Любите людей: Статьи. Дневники. Письма. | страница 64



Часто в таких положениях — и это тоже существенно, особенно для позднего творчества Толстого, — писатель как бы задерживает ход повествования, растягивает эпизод, медленно и внимательно «просматривает» всякий жест и фразу. В этом своем качестве сатира Толстого выступает как утонченный психологический анализ, как зоркое, стоглазое видение реальных связей и контрастов в раздираемом внутренней враждой мире. Алогизм обычного, обыденного в частном быту восходит к алогизму современного общественного устройства.
Приведем несколько примеров такого «сатирического реализма» Льва Толстого. Вот изображение Наполеона в «Войне и мире». В нем нет как будто никакого нарочитого шаржирования, нет несоразмерности. И, однако, окруженный величественной легендой исторический деятель и полководец, претендующий сравняться славой с знаменитейшими древними завоевателями, предстает в ничтожном, смешном, шутовском виде. И это несмотря на то, что Наполеон действует в романе в соответствии с историческими данными, в окружении обыкновенных людей, командует реалистически нарисованной «великой армией», входит в настоящую Москву и т. д. Разоблачение же наполеоновской романтики идет куда более тонкими способами, чем простое зачернение ореола. Вот что говорит об этом де Вогюэ, которому, конечно, в этом случае и книги в руки: «Маленькие портреты Наполеона, тщательно, до мелочей законченные… Ничего враждебного, ни одной карикатурной черты; но только потому, что из области легенд его на минуту поставили непосредственно в действительную жизнь, величие человека разрушено… Мы чувствуем, что обаяние потрясено несоответствием обычных действий человека с величием роли, которую он играет». Так Толстой открывает в самой действительности комический контраст между непомерными претензиями Наполеона на величие в исторических деяниях с соответственными этой роли жестами, изречениями — и его подлинным ничтожеством перед историческим «фатумом», его маловнушительной, буржуазной внешностью и подробностями его самой обыкновенной, скрытой от глаз посторонних будничной жизни — с утренним туалетом, болезнями, обтираниями и т. д. Тенденциозно выдвигая этот реальный контраст на первый план, Толстой пишет великолепную сатиру.
Вот еще выразительный эпизод, в котором ярко видно замедление рассказа в местах обличительного характера. Действие, до тех пор шедшее в ровном темпе, вдруг как бы задерживается и этим выделяется в общем тексте. Мы имеем в виду сцену приготовления к убийству из «Крейцеровой сонаты». Познышев, как говорится в повести, хотел быть страшным, хотел внушить ужас. И Толстой заставляет читателя содрогнуться. Но эта сцена — совсем не романтическое злодейство литературы «плаща и шпаги» и не величественный кровавый финал в шекспировском роде.

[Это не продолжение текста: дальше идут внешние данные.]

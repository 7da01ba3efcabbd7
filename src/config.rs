//! Game constants for the classic ten-ship fleet.

pub const BOARD_SIZE: usize = 10;
pub const NUM_SHIPS: usize = 10;

/// Deck counts of a legal fleet, sorted ascending.
pub const FLEET_SIZES: [usize; NUM_SHIPS] = [1, 1, 1, 1, 2, 2, 2, 3, 3, 4];

/// Class names indexed by deck count.
pub const SHIP_CLASSES: [(&str, usize); 4] = [
    ("Boat", 1),
    ("Destroyer", 2),
    ("Cruiser", 3),
    ("Battleship", 4),
];

/// Environment variable holding the log level for the binaries.
pub const LOG_ENV: &str = "BATTLESHIP_LOG";

/// Class name for a ship with `length` decks, `None` for lengths outside the fleet.
pub fn ship_class(length: usize) -> Option<&'static str> {
    SHIP_CLASSES
        .iter()
        .find(|(_, len)| *len == length)
        .map(|(name, _)| *name)
}
use super::Rendered;
use crate::context::AppContext;
use crate::format::{self, OutputFormat};
use chrono::TimeZone;
use libhumane::date::{self, DateContext};
use libhumane::datefmt;
use libhumane::interval::format_interval;
use libhumane::{Instant, MonthFormat};
use std::fmt::Display;
use tracing::debug;

#[cfg(test)]
#[path = "date_tests.rs"]
mod tests;

/// Render a duration, using the configured granularity unless one is given
pub fn render_interval(ctx: &AppContext, seconds: i64, granularity: Option<i64>) -> Rendered {
    let granularity = granularity.unwrap_or(ctx.config.date.granularity);
    debug!(seconds, granularity, "rendering interval");
    Rendered::new(seconds.to_string(), format_interval(seconds, granularity))
}

/// Describe a date relative to the moment held by `now`
pub fn render_friendly<Tz>(
    ctx: &AppContext,
    input: &str,
    max_seconds: Option<i64>,
    unfriendly_format: Option<&str>,
    now: &DateContext<Tz>,
) -> libhumane::Result<Rendered>
where
    Tz: TimeZone,
    Tz::Offset: Display,
{
    let settings = &ctx.config.date;
    let output = date::friendly(
        &Instant::from(input),
        max_seconds.unwrap_or(settings.max_friendly_seconds),
        unfriendly_format.unwrap_or(&settings.unfriendly_format),
        now,
    )?;
    Ok(Rendered::new(input, output))
}

/// Render a date range relative to the moment held by `now`
pub fn render_range<Tz>(
    ctx: &AppContext,
    start: &str,
    end: &str,
    abbreviated: bool,
    now: &DateContext<Tz>,
) -> libhumane::Result<Rendered>
where
    Tz: TimeZone,
    Tz::Offset: Display,
{
    let month_format = if abbreviated {
        MonthFormat::Abbreviated
    } else {
        ctx.config.date.month_format
    };
    let output = date::nice_range(&Instant::from(start), &Instant::from(end), month_format, now)?;
    Ok(Rendered::new(format!("{} {}", start, end), output))
}

/// Render a date with a token layout in the timezone held by `now`
pub fn render_date<Tz>(input: &str, layout: &str, now: &DateContext<Tz>) -> libhumane::Result<Rendered>
where
    Tz: TimeZone,
    Tz::Offset: Display,
{
    let tz = now.timezone();
    let timestamp = Instant::from(input).to_epoch_seconds(&tz)?;
    let output = datefmt::format_timestamp(timestamp, layout, &tz)?;
    Ok(Rendered::new(input, output))
}

/// Handle the interval subcommand
pub fn handle_interval(ctx: &AppContext, seconds: i64, granularity: Option<i64>, fmt: OutputFormat) {
    format::emit(ctx, &render_interval(ctx, seconds, granularity), fmt);
}

/// Handle the friendly subcommand
pub fn handle_friendly(
    ctx: &AppContext,
    input: &str,
    max_seconds: Option<i64>,
    unfriendly_format: Option<&str>,
    utc: bool,
    fmt: OutputFormat,
) {
    let result = if utc {
        render_friendly(ctx, input, max_seconds, unfriendly_format, &DateContext::utc())
    } else {
        render_friendly(ctx, input, max_seconds, unfriendly_format, &DateContext::local())
    };
    emit_result(ctx, result, fmt);
}

/// Handle the range subcommand
pub fn handle_range(
    ctx: &AppContext,
    start: &str,
    end: &str,
    abbreviated: bool,
    utc: bool,
    fmt: OutputFormat,
) {
    let result = if utc {
        render_range(ctx, start, end, abbreviated, &DateContext::utc())
    } else {
        render_range(ctx, start, end, abbreviated, &DateContext::local())
    };
    emit_result(ctx, result, fmt);
}

/// Handle the date subcommand
pub fn handle_date(ctx: &AppContext, input: &str, layout: &str, utc: bool, fmt: OutputFormat) {
    let result = if utc {
        render_date(input, layout, &DateContext::utc())
    } else {
        render_date(input, layout, &DateContext::local())
    };
    emit_result(ctx, result, fmt);
}

fn emit_result(ctx: &AppContext, result: libhumane::Result<Rendered>, fmt: OutputFormat) {
    match result {
        Ok(rendered) => format::emit(ctx, &rendered, fmt),
        Err(e) => format::fail(ctx, &e.to_string()),
    }
}
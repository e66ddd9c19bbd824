//! Text humanizing: title case, widow-word prevention and slugs.
//!
//! Input is treated as already escaped for its destination; these functions
//! only ever add the `&nbsp;` entity and never escape anything themselves.

use regex::Regex;
use std::sync::LazyLock;

mod titlecase;

pub use titlecase::title_case;


/// Entity joining the last two words of a widont-ed string.
pub const NON_BREAKING_SPACE: &str = "&nbsp;";

// Allow expect here as the regex is compile-time verified to be valid
#[allow(clippy::expect_used)]
static LAST_GAP: LazyLock<Regex> = LazyLock::new(|| {
    Regex::new(r"(\S\s+\S+)\s+(\S+)\s*$").expect("constant regex pattern is valid")
});

#[allow(clippy::expect_used)]
static NON_WORD_RUN: LazyLock<Regex> =
    LazyLock::new(|| Regex::new(r"\W+").expect("constant regex pattern is valid"));

/// Joins the final word to the one before it with a non-breaking space.
///
/// Only strings of three or more words are changed, so a short heading is
/// never glued into a single unbreakable line. Trailing whitespace after the
/// last word is dropped when the join happens.
///
/// # Examples
///
/// ```
/// use libhumane::text::widont;
///
/// assert_eq!(widont("one two three four"), "one two three&nbsp;four");
/// assert_eq!(widont("one two"), "one two");
/// ```
pub fn widont(input: &str) -> String {
    LAST_GAP
        .replace(input, format!("${{1}}{}${{2}}", NON_BREAKING_SPACE))
        .into_owned()
}

/// Reduces a string to a lowercase, hyphen-delimited slug.
///
/// Every run of characters other than letters, digits and underscores
/// becomes one hyphen, and hyphens at either end are trimmed. Letters
/// outside ASCII are kept as they are rather than transliterated.
///
/// # Examples
///
/// ```
/// use libhumane::text::slugged;
///
/// assert_eq!(slugged("Hello, World!"), "hello-world");
/// assert_eq!(slugged("  Déjà vu  "), "déjà-vu");
/// ```
pub fn slugged(input: &str) -> String {
    let lowered = input.to_lowercase();
    NON_WORD_RUN
        .replace_all(&lowered, "-")
        .trim_matches('-')
        .to_string()
}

Разве может такая расслабленная, исступленная в своем эгоизме и дисгармоничная натура, как Познышев, знать подлинную трагическую муку, разве может «мужчина-блудник» стать Отелло? В самом, казалось бы, стремительном эпизоде повести Толстой пускается вдруг в подробности: он безразличным, «эпическим» тоном рассказывает о том, как убийца, желающий внушить ужас, снимает сапоги и остается в пальто и чулках, а потом, «мягко ступая в одних чулках», крадется к двери. Эти детали делают кровавую сцену отвратительно правдивой. Такого прямого и в то же время тончайшего обнаружения пошлости, когда она притворяется высокой трагедией, литература до Толстого не знала. И этот уничтожающий эффект достигнут всего лишь тем, что до читателя, приведенного в напряжение, готового поверить в серьезность и возвышенность происходящего, несколькими беспощадными натуралистическими штрихами внезапно донесен весь подлинный «аромат» сцены.